Schon von Anfang an, seit Solomatin seinem Idol zu folgen begann, wurden ihm Aufgaben auf dem Gebiet der Wissenschaft und Bildung übertragen. Es war schwer zu sagen, ob das Zufall oder Absicht war, aber wohin Solomatin seinem Idol auch folgte, immer wurde ihm ein Posten an einer Universität oder an einem wissenschaftlichen Institut zugeteilt, mal als Personalleiter, mal als Parteisekretär. Deshalb konzentrierte er sich jetzt nicht auf wirtschaftliche Probleme, sondern auf die Tschetschenienkrise, wenn er seine geringen Möglichkeiten erwog, dem Präsidenten im Wahlkampf nützlich zu sein. Er hatte gute Beziehungen zu den wissenschaftlichen Instituten der Hauptstadt, mit vielen ihrer Mitarbeiter war er gut bekannt, und es war ihm völlig klar, dass die Vorschläge zur Lösung der Tschetschenienfrage nicht die vom Präsidenten gegründeten Kommissionen erarbeiten würden, sondern die Mitarbeiter dieser Institute. So war es in früheren Zeiten gewesen, so war es auch jetzt.

Solomatin setzte vor allem auf ein Institut. Es war dem Ministerium für Inneres unterstellt und beschäftigte Fachleute für Konfliktbewältigung, die Probleme wie die Tschetschenienkrise im Rahmen umfangreicher Themenkreise bearbeiteten. Die Kollektive, die sich diesen Themen widmeten, bestanden aus Politologen, Soziologen, Juristen, Militärs, Wirtschaftsfachleuten und sogar Psychologen und Psychiatern.

Kurz, das Institut besaß große Fachkompetenz, es analysierte die Dinge mit aller Gründlichkeit und Sorgfalt, was man von anderen wissenschaftlichen Institutionen, die ihr intellektuelles Potenzial in den Dienst der Regierung stellten, nicht behaupten konnte.
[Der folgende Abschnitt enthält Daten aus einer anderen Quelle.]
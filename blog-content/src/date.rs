use chrono::{DateTime, Locale, Utc};

use crate::models::{PostDetail, PostSummary};

/// Формат даты для отображения: `25 mar 2021`.
pub const DISPLAY_DATE_FORMAT: &str = "%d %b %Y";

/// Локаль, в которой выводятся названия месяцев.
pub const DISPLAY_LOCALE: Locale = Locale::pt_BR;

/// Форматирует дату публикации для отображения. Отсутствующая дата даёт
/// пустую строку.
pub fn format_display_date(date: Option<&DateTime<Utc>>) -> String {
    date.map(|date| {
        date.format_localized(DISPLAY_DATE_FORMAT, DISPLAY_LOCALE)
            .to_string()
    })
    .unwrap_or_default()
}

impl PostSummary {
    /// Дата публикации в формате для отображения.
    pub fn display_date(&self) -> String {
        format_display_date(self.first_publication_date.as_ref())
    }
}

impl PostDetail {
    /// Дата публикации в формате для отображения.
    pub fn display_date(&self) -> String {
        format_display_date(self.first_publication_date.as_ref())
    }
}

#[cfg(test)]
mod tests {
    use chrono::TimeZone;

    use super::*;

    #[test]
    fn formats_day_abbreviated_month_and_year() {
        let date = Utc.with_ymd_and_hms(2021, 3, 5, 19, 25, 28).unwrap();
        assert_eq!(format_display_date(Some(&date)), "05 mar 2021");
    }

    #[test]
    fn uses_portuguese_month_names() {
        let date = Utc.with_ymd_and_hms(2021, 2, 15, 0, 0, 0).unwrap();
        assert_eq!(format_display_date(Some(&date)), "15 fev 2021");
    }

    #[test]
    fn missing_date_formats_as_empty() {
        assert_eq!(format_display_date(None), "");
    }

    #[test]
    fn summary_display_date_does_not_touch_raw_value() {
        let date = Utc.with_ymd_and_hms(2021, 4, 19, 12, 0, 0).unwrap();
        let summary = PostSummary {
            uid: "a".to_string(),
            first_publication_date: Some(date),
            title: "t".to_string(),
            subtitle: "s".to_string(),
            author: "a".to_string(),
        };

        assert_eq!(summary.display_date(), "19 abr 2021");
        assert_eq!(summary.first_publication_date, Some(date));
    }
}
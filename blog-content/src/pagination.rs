//! Курсорная пагинация списка постов.
//!
//! [`fetch_next_page`] ничего не знает о состоянии вызывающего: он только
//! загружает и проецирует страницу. Слияние результата с накопленным
//! списком делает [`PaginationState`].

use crate::error::ContentResult;
use crate::models::{PostPage, PostSummary, RawPage};
use crate::source::ContentSource;

/// Загружает страницу по курсору и проецирует её документы в [`PostSummary`].
///
/// Ошибки сети и разбора возвращаются как есть, без повторов.
pub async fn fetch_next_page<S>(source: &S, cursor: &str) -> ContentResult<PostPage>
where
    S: ContentSource + ?Sized,
{
    let raw: RawPage = source.fetch_page(cursor).await?;
    PostPage::try_from(&raw)
}

#[derive(Debug, Clone, Copy, PartialEq, Eq)]
/// Итог попытки догрузить следующую страницу.
pub enum LoadMore {
    /// Добавлено столько-то постов.
    Appended(usize),
    /// Курсора нет, запрос не выполнялся.
    Exhausted,
    /// Предыдущая загрузка ещё не завершилась, запрос не выполнялся.
    InFlight,
}

#[derive(Debug, Clone, Default, PartialEq)]
/// Накопленный список постов и курсор следующей страницы.
///
/// Порядок постов совпадает с порядком загрузки; дубликаты по `uid` не
/// отбрасываются.
pub struct PaginationState {
    items: Vec<PostSummary>,
    cursor: Option<String>,
    in_flight: bool,
}

impl PaginationState {
    /// Состояние после первой загрузки.
    pub fn new(page: PostPage) -> Self {
        Self {
            items: page.results,
            cursor: page.next_page,
            in_flight: false,
        }
    }

    /// Загруженные посты.
    pub fn items(&self) -> &[PostSummary] {
        &self.items
    }

    /// Курсор следующей страницы.
    pub fn cursor(&self) -> Option<&str> {
        self.cursor.as_deref()
    }

    /// Есть ли ещё страницы.
    pub fn has_more(&self) -> bool {
        self.cursor.is_some()
    }

    /// Идёт ли сейчас загрузка.
    pub fn is_loading(&self) -> bool {
        self.in_flight
    }

    /// Дописывает посты страницы в конец и заменяет курсор курсором страницы.
    ///
    /// Защиты от повторного применения нет: последний применённый ответ
    /// определяет курсор.
    pub fn merge(&mut self, page: PostPage) -> usize {
        let appended = page.results.len();
        self.items.extend(page.results);
        self.cursor = page.next_page;
        appended
    }

    /// Начинает загрузку: возвращает курсор, если он есть и другая загрузка
    /// не идёт. После этого до [`finish_load`](Self::finish_load) повторный
    /// вызов возвращает `None`.
    pub fn begin_load(&mut self) -> Option<String> {
        if self.in_flight {
            return None;
        }
        let cursor = self.cursor.clone()?;
        self.in_flight = true;
        Some(cursor)
    }

    /// Завершает загрузку, начатую [`begin_load`](Self::begin_load).
    ///
    /// При ошибке состояние не меняется, ошибка возвращается вызывающему.
    pub fn finish_load(&mut self, result: ContentResult<PostPage>) -> ContentResult<usize> {
        self.in_flight = false;
        result.map(|page| self.merge(page))
    }

    /// Догружает следующую страницу через `source`.
    pub async fn load_more<S>(&mut self, source: &S) -> ContentResult<LoadMore>
    where
        S: ContentSource + ?Sized,
    {
        if self.in_flight {
            return Ok(LoadMore::InFlight);
        }
        let Some(cursor) = self.begin_load() else {
            return Ok(LoadMore::Exhausted);
        };

        let result = fetch_next_page(source, &cursor).await;
        self.finish_load(result).map(LoadMore::Appended)
    }
}
use blog_content::{PostPage, PostSummary};
use maud::{Markup, PreEscaped, html};

use super::layout;

/// Заголовок ответа с курсором следующей страницы для фрагмента списка.
pub(crate) const NEXT_PAGE_HEADER: &str = "x-next-page";

// Кнопка блокируется до завершения запроса, чтобы не было двух загрузок
// с одним курсором.
const LOAD_MORE_SCRIPT: &str = r#"
(() => {
  const button = document.getElementById('load-more');
  const list = document.getElementById('posts');
  const error = document.getElementById('load-more-error');
  button.addEventListener('click', async () => {
    if (button.disabled) return;
    button.disabled = true;
    error.hidden = true;
    try {
      const cursor = encodeURIComponent(button.dataset.cursor);
      const response = await fetch('/fragments/posts?cursor=' + cursor);
      if (!response.ok) throw new Error('http ' + response.status);
      list.insertAdjacentHTML('beforeend', await response.text());
      const next = response.headers.get('x-next-page');
      if (next) {
        button.dataset.cursor = next;
        button.disabled = false;
      } else {
        button.remove();
      }
    } catch (_) {
      error.hidden = false;
      button.disabled = false;
    }
  });
})();
"#;

pub(crate) fn render(site_name: &str, page: &PostPage) -> Markup {
    let body = html! {
        main.content-container {
            ul #posts {
                (post_items(&page.results))
            }
            @if let Some(cursor) = &page.next_page {
                button #load-more .button type="button" data-cursor=(cursor) {
                    "Carregar mais posts"
                }
                p #load-more-error .error hidden {
                    "Não foi possível carregar mais posts. Tente novamente."
                }
                script { (PreEscaped(LOAD_MORE_SCRIPT)) }
            }
        }
    };

    layout::page(site_name, "Desafio", html! {}, body)
}

/// Элементы списка постов; используется и страницей, и фрагментом догрузки.
pub(crate) fn post_items(posts: &[PostSummary]) -> Markup {
    html! {
        @for post in posts {
            li {
                a href=(format!("/post/{}", post.uid)) {
                    section.post-container {
                        h1 { (post.title) }
                        p { (post.subtitle) }
                        section.post-meta {
                            div {
                                time datetime=[post.first_publication_date.map(|d| d.to_rfc3339())] {
                                    (post.display_date())
                                }
                            }
                            div { (post.author) }
                        }
                    }
                }
            }
        }
    }
}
Solomatin musste sich nur darüber klar werden, wie es ihm gelingen konnte, die Studie, die das Institut erstellen würde, schon vorab in die Hände zu bekommen. Es war ein nahezu aussichtsloses Unterfangen, aber Pawel Sauljak hatte sich bereit erklärt, ihm zu helfen. Und dieser Sauljak hatte ja schon des Öfteren bewiesen, dass ihm nichts unmöglich war.

* * *

Der Leiter des Instituts, das sich auf Anweisung einer der vom Präsidenten eingesetzten Kommissionen mit Lösungsvorschlägen zur Tschetschenienkrise befasste, Pjotr Pawlowitsch Sergun, musste an diesem Tag mit der Metro nach Hause fahren. Auf den Straßen war es glatt, deshalb hatte er darauf verzichtet, sein Auto zu nehmen. Es war schon nach zehn Uhr abends, als er das Institutsgebäude verließ.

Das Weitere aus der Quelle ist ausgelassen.